= Beginning of Section =

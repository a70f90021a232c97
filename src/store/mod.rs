//! Persistence collaborators
//!
//! The engine only talks to these traits. [`memory`] holds reference
//! implementations backed by process memory; [`json_dir`] keeps schema
//! definitions as one JSON file per schema.

pub mod json_dir;
pub mod memory;

use async_trait::async_trait;

use crate::audit::{AuditLog, AuditLogQuery};
use crate::error::Result;
use crate::query::StoreQuery;
use crate::record::{DataRecord, RecordPatch};
use crate::schema::ToolSchema;

pub use json_dir::JsonDirSchemaStore;
pub use memory::{MemoryAuditStore, MemoryRecordStore, MemorySchemaStore};

/// Matching records for one page plus the pre-pagination count
#[derive(Debug, Clone, Default, PartialEq)]
pub struct StorePage {
    pub data: Vec<DataRecord>,
    pub total: u64,
}

#[async_trait]
pub trait SchemaStore: Send + Sync {
    /// Insert a new schema; `Conflict` if the id or tool id is taken
    async fn insert(&self, schema: ToolSchema) -> Result<()>;

    /// Overwrite an existing schema by id; `NotFound` if absent
    async fn replace(&self, schema: ToolSchema) -> Result<()>;

    async fn find_by_id(&self, id: &str) -> Result<Option<ToolSchema>>;

    async fn find_by_tool_id(&self, tool_id: &str) -> Result<Option<ToolSchema>>;

    async fn list(&self) -> Result<Vec<ToolSchema>>;

    /// Returns whether a schema was removed
    async fn delete(&self, id: &str) -> Result<bool>;
}

#[async_trait]
pub trait RecordStore: Send + Sync {
    async fn insert(&self, resource: &str, record: DataRecord) -> Result<DataRecord>;

    async fn find_by_id(&self, resource: &str, id: &str) -> Result<Option<DataRecord>>;

    async fn find(&self, resource: &str, query: &StoreQuery) -> Result<StorePage>;

    /// Apply a patch; `None` when the record does not exist
    async fn update(&self, resource: &str, id: &str, patch: &RecordPatch) -> Result<Option<DataRecord>>;

    /// Returns whether a record was removed
    async fn delete(&self, resource: &str, id: &str) -> Result<bool>;

    /// Apply one patch to every listed record; returns the ids actually updated
    async fn update_many(&self, resource: &str, ids: &[String], patch: &RecordPatch) -> Result<Vec<String>>;
}

/// Append-only audit log storage
#[async_trait]
pub trait AuditStore: Send + Sync {
    async fn append(&self, entry: AuditLog) -> Result<()>;

    async fn find_by_id(&self, id: &str) -> Result<Option<AuditLog>>;

    /// Entries for one record, newest first
    async fn find_by_record(&self, record_id: &str) -> Result<Vec<AuditLog>>;

    /// Filtered entries, newest first, with the total before paging
    async fn query(&self, query: &AuditLogQuery, skip: usize, limit: usize) -> Result<(Vec<AuditLog>, u64)>;
}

= End of Section =

Directions for this task:
Retype the portion of the data above that starts on the line with "async fn find(&self, resource: &str, query: &StoreQuery)" and finishes on the line with "record, newest first", including both of those lines.

Answer area:
    async fn find(&self, resource: &str, query: &StoreQuery) -> Result<StorePage>;

    /// Apply a patch; `None` when the record does not exist
    async fn update(&self, resource: &str, id: &str, patch: &RecordPatch) -> Result<Option<DataRecord>>;

    /// Returns whether a record was removed
    async fn delete(&self, resource: &str, id: &str) -> Result<bool>;

    /// Apply one patch to every listed record; returns the ids actually updated
    async fn update_many(&self, resource: &str, ids: &[String], patch: &RecordPatch) -> Result<Vec<String>>;
}

/// Append-only audit log storage
#[async_trait]
pub trait AuditStore: Send + Sync {
    async fn append(&self, entry: AuditLog) -> Result<()>;

    async fn find_by_id(&self, id: &str) -> Result<Option<AuditLog>>;

    /// Entries for one record, newest first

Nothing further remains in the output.